Checking calculations 19

[P205]

I'm writing this thread in regards to what was said in this old thread here:

http://www.eng-tips.com/viewthread.cfm?qid=321928

It leaves me feeling uneasy to say the least. I also feel compelled to ask the following question:

- In the interest of meeting the deadlines AND feeling comfortable, why not be generously conservative in most of your designs?

- Many admit to finding errors often in their own work and in others. It stands to reason that not all errors get discovered. This would lead me to want to be conservative in my design.

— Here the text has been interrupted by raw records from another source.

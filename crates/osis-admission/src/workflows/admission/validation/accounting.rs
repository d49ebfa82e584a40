use super::{BusinessException, BusinessValidator, Check, ValidatorList};
use crate::workflows::admission::accounting::{Accounting, BankAccountType, SportAffiliation};

fn blank(value: Option<&String>) -> bool {
    value.map_or(true, |value| value.trim().is_empty())
}

#[derive(Debug, Clone, Copy)]
pub struct AbsenceOfDebtCompleted<'a> {
    pub attended_recently: Option<bool>,
    pub certificate: &'a [String],
}

impl BusinessValidator for AbsenceOfDebtCompleted<'_> {
    fn validate(&self) -> Result<(), BusinessException> {
        if self.attended_recently == Some(true) && self.certificate.is_empty() {
            return Err(BusinessException::AbsenceOfDebtNotCompleted);
        }
        Ok(())
    }
}

/// Both reduced tuition questions must be answered, and a staff child must prove it.
#[derive(Debug, Clone, Copy)]
pub struct ReducedTuitionCompleted<'a> {
    pub study_allowance: Option<bool>,
    pub staff_child: Option<bool>,
    pub staff_child_certificate: &'a [String],
}

impl BusinessValidator for ReducedTuitionCompleted<'_> {
    fn validate(&self) -> Result<(), BusinessException> {
        if self.staff_child == Some(true) && self.staff_child_certificate.is_empty() {
            return Err(BusinessException::ReducedTuitionFeeNotCompleted);
        }
        if self.study_allowance.is_none() || self.staff_child.is_none() {
            return Err(BusinessException::ReducedTuitionFeeNotCompleted);
        }
        Ok(())
    }
}

/// Only candidates known to be outside the EU declare an assimilation situation.
#[derive(Debug, Clone, Copy)]
pub struct AssimilationCompleted<'a> {
    pub eu_national: Option<bool>,
    pub accounting: &'a Accounting,
}

impl BusinessValidator for AssimilationCompleted<'_> {
    fn validate(&self) -> Result<(), BusinessException> {
        if self.eu_national != Some(false) {
            return Ok(());
        }

        let documents = self
            .accounting
            .required_assimilation_documents()
            .ok_or(BusinessException::AssimilationNotCompleted)?;
        if documents
            .into_iter()
            .any(|document| !self.accounting.has_document(document))
        {
            return Err(BusinessException::AssimilationNotCompleted);
        }
        Ok(())
    }
}

#[derive(Debug, Clone, Copy)]
pub struct AffiliationsCompleted {
    pub sport: Option<SportAffiliation>,
    pub solidarity_student: Option<bool>,
}

impl BusinessValidator for AffiliationsCompleted {
    fn validate(&self) -> Result<(), BusinessException> {
        if self.sport.is_none() || self.solidarity_student.is_none() {
            return Err(BusinessException::AffiliationsNotCompleted);
        }
        Ok(())
    }
}

#[derive(Debug, Clone, Copy)]
pub struct IbanAccountCompleted<'a> {
    pub accounting: &'a Accounting,
}

impl BusinessValidator for IbanAccountCompleted<'_> {
    fn validate(&self) -> Result<(), BusinessException> {
        let accounting = self.accounting;
        if accounting.account_type == Some(BankAccountType::Iban)
            && [
                accounting.iban.as_ref(),
                accounting.holder_first_name.as_ref(),
                accounting.holder_last_name.as_ref(),
            ]
            .into_iter()
            .any(blank)
        {
            return Err(BusinessException::IbanAccountNotCompleted);
        }
        Ok(())
    }
}

#[derive(Debug, Clone, Copy)]
pub struct OtherFormatAccountCompleted<'a> {
    pub accounting: &'a Accounting,
}

impl BusinessValidator for OtherFormatAccountCompleted<'_> {
    fn validate(&self) -> Result<(), BusinessException> {
        let accounting = self.accounting;
        if accounting.account_type == Some(BankAccountType::OtherFormat)
            && [
                accounting.other_format_number.as_ref(),
                accounting.bic_swift_code.as_ref(),
                accounting.holder_first_name.as_ref(),
                accounting.holder_last_name.as_ref(),
            ]
            .into_iter()
            .any(blank)
        {
            return Err(BusinessException::OtherFormatAccountNotCompleted);
        }
        Ok(())
    }
}

#[derive(Debug, Clone, Copy)]
pub struct BankAccountTypeSpecified {
    pub account_type: Option<BankAccountType>,
}

impl BusinessValidator for BankAccountTypeSpecified {
    fn validate(&self) -> Result<(), BusinessException> {
        match self.account_type {
            Some(_) => Ok(()),
            None => Err(BusinessException::BankAccountTypeNotSpecified),
        }
    }
}

#[derive(Debug, Clone, Copy)]
pub struct AccountingValidatorList<'a> {
    pub accounting: &'a Accounting,
    pub eu_national: Option<bool>,
}

impl ValidatorList for AccountingValidatorList<'_> {
    fn invariant_validators(&self) -> Vec<Check<'_>> {
        let accounting = self.accounting;
        vec![
            Check::validator(AbsenceOfDebtCompleted {
                attended_recently: accounting.attended_recently_french_community,
                certificate: &accounting.absence_of_debt_certificate,
            }),
            Check::validator(ReducedTuitionCompleted {
                study_allowance: accounting.french_community_study_allowance,
                staff_child: accounting.staff_child,
                staff_child_certificate: &accounting.staff_child_certificate,
            }),
            Check::validator(AssimilationCompleted {
                eu_national: self.eu_national,
                accounting,
            }),
            Check::validator(AffiliationsCompleted {
                sport: accounting.sport_affiliation,
                solidarity_student: accounting.solidarity_student,
            }),
            Check::validator(BankAccountTypeSpecified {
                account_type: accounting.account_type,
            }),
            Check::validator(IbanAccountCompleted { accounting }),
            Check::validator(OtherFormatAccountCompleted { accounting }),
        ]
    }
}

#[cfg(test)]
mod tests {
    use super::*;
    use crate::workflows::admission::accounting::{
        AssimilationDocument, AssimilationSituation, ProtectionChoice,
    };

    fn completed() -> Accounting {
        Accounting {
            attended_recently_french_community: Some(false),
            french_community_study_allowance: Some(false),
            staff_child: Some(false),
            sport_affiliation: Some(SportAffiliation::No),
            solidarity_student: Some(false),
            account_type: Some(BankAccountType::NoAccount),
            ..Accounting::default()
        }
    }

    #[test]
    fn completed_accounting_passes() {
        let accounting = completed();
        let list = AccountingValidatorList {
            accounting: &accounting,
            eu_national: Some(true),
        };
        assert_eq!(list.validate(), Ok(()));
    }

    #[test]
    fn unanswered_reduced_tuition_fails() {
        let check = ReducedTuitionCompleted {
            study_allowance: None,
            staff_child: Some(false),
            staff_child_certificate: &[],
        };
        assert_eq!(
            check.validate(),
            Err(BusinessException::ReducedTuitionFeeNotCompleted)
        );
    }

    #[test]
    fn assimilation_requires_documents_of_nested_choice() {
        let mut accounting = completed();
        accounting.assimilation_situation = Some(AssimilationSituation::RefugeeOrProtected);
        accounting.protection_choice = Some(ProtectionChoice::AsylumSeeker);
        accounting.assimilation_documents.insert(
            AssimilationDocument::Annexe2526RefugiesApatrides,
            vec!["annex.pdf".to_string()],
        );

        let check = AssimilationCompleted {
            eu_national: Some(false),
            accounting: &accounting,
        };
        assert_eq!(
            check.validate(),
            Err(BusinessException::AssimilationNotCompleted)
        );

        accounting.assimilation_documents.insert(
            AssimilationDocument::AttestationImmatriculation,
            vec!["registration.pdf".to_string()],
        );
        let check = AssimilationCompleted {
            eu_national: Some(false),
            accounting: &accounting,
        };
        assert_eq!(check.validate(), Ok(()));
    }

    #[test]
    fn assimilation_skipped_when_nationality_unknown_or_eu() {
        let accounting = completed();
        for eu_national in [None, Some(true)] {
            let check = AssimilationCompleted {
                eu_national,
                accounting: &accounting,
            };
            assert_eq!(check.validate(), Ok(()));
        }
    }

    #[test]
    fn missing_account_details_are_reported_together() {
        let mut accounting = completed();
        accounting.account_type = Some(BankAccountType::Iban);
        accounting.iban = Some("BE71096123456769".to_string());
        accounting.sport_affiliation = None;

        let failure = AccountingValidatorList {
            accounting: &accounting,
            eu_national: Some(true),
        }
        .validate()
        .expect_err("holder and affiliations missing");
        assert_eq!(
            failure.exceptions,
            vec![
                BusinessException::AffiliationsNotCompleted,
                BusinessException::IbanAccountNotCompleted,
            ]
        );
    }
}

- Another thought, given the old triangle (cost-quality-time), if deadlines are very rushed (low time) and the structure simply needs to be satisfactory (low quality/less refined), then being conservative (higher cost) appears to be the way to solve this puzzle.

Thoughts?

---

Personally, I have 8 years of design experience, and spend a lot of time reading books and teaching myself as much as I can. I usually buy a few books a year to refine my skills and knowledge. Honestly, I don't see too many peers doing that. I'm just looking to stimulate some discussion.

 

[drawoh]

stiman86,

This is why the factor of safety sometimes is called the factor of ignorance.

--
JHG

 

[PEinc]

Overdesigning to compensate for your expected but unfound design errors is wrong and costly. Don't make errors. Check your work.

http://www.PeirceEngineering.com

 

[JLNJ]

Errors are common. More common than we'd like to admit. I've made my share.

Big firms have some kind of checking policy (usually). One man shops? Rarely, unless it's big enough to require a peer review.

I found an error today from a vendor who was reporting a load of P. It looked to me like he forgot that his columns were loaded from two sides. When I asked, he told me, "Thanks, they should have been two-sided." Plus some additional equipment loads. The total was 2.4P. I'll probably add 15% to that and use 2.8P.

 

[Guastavino]

so what PEinc says is what most everyone will say on the record...and in a perfect world yes...but overdesigning is what happens with unrealistic deadlines...is it the goal? No, but do you have time to sharpen the pencil on everything? Sometimes no. And sometimes, sharpening the pencil costs the client more if they really need the building more quickly. Especially industrial clients where production losses can be huge.

For me this boils down to judgment and value systems...I'm not saying go crazy with overdesign, but if you use the same size columns to avoid having to design every single one to the nth degree, I say go for it. Repetition also has a way to pay for itself...and overdesign leads to future flexibility.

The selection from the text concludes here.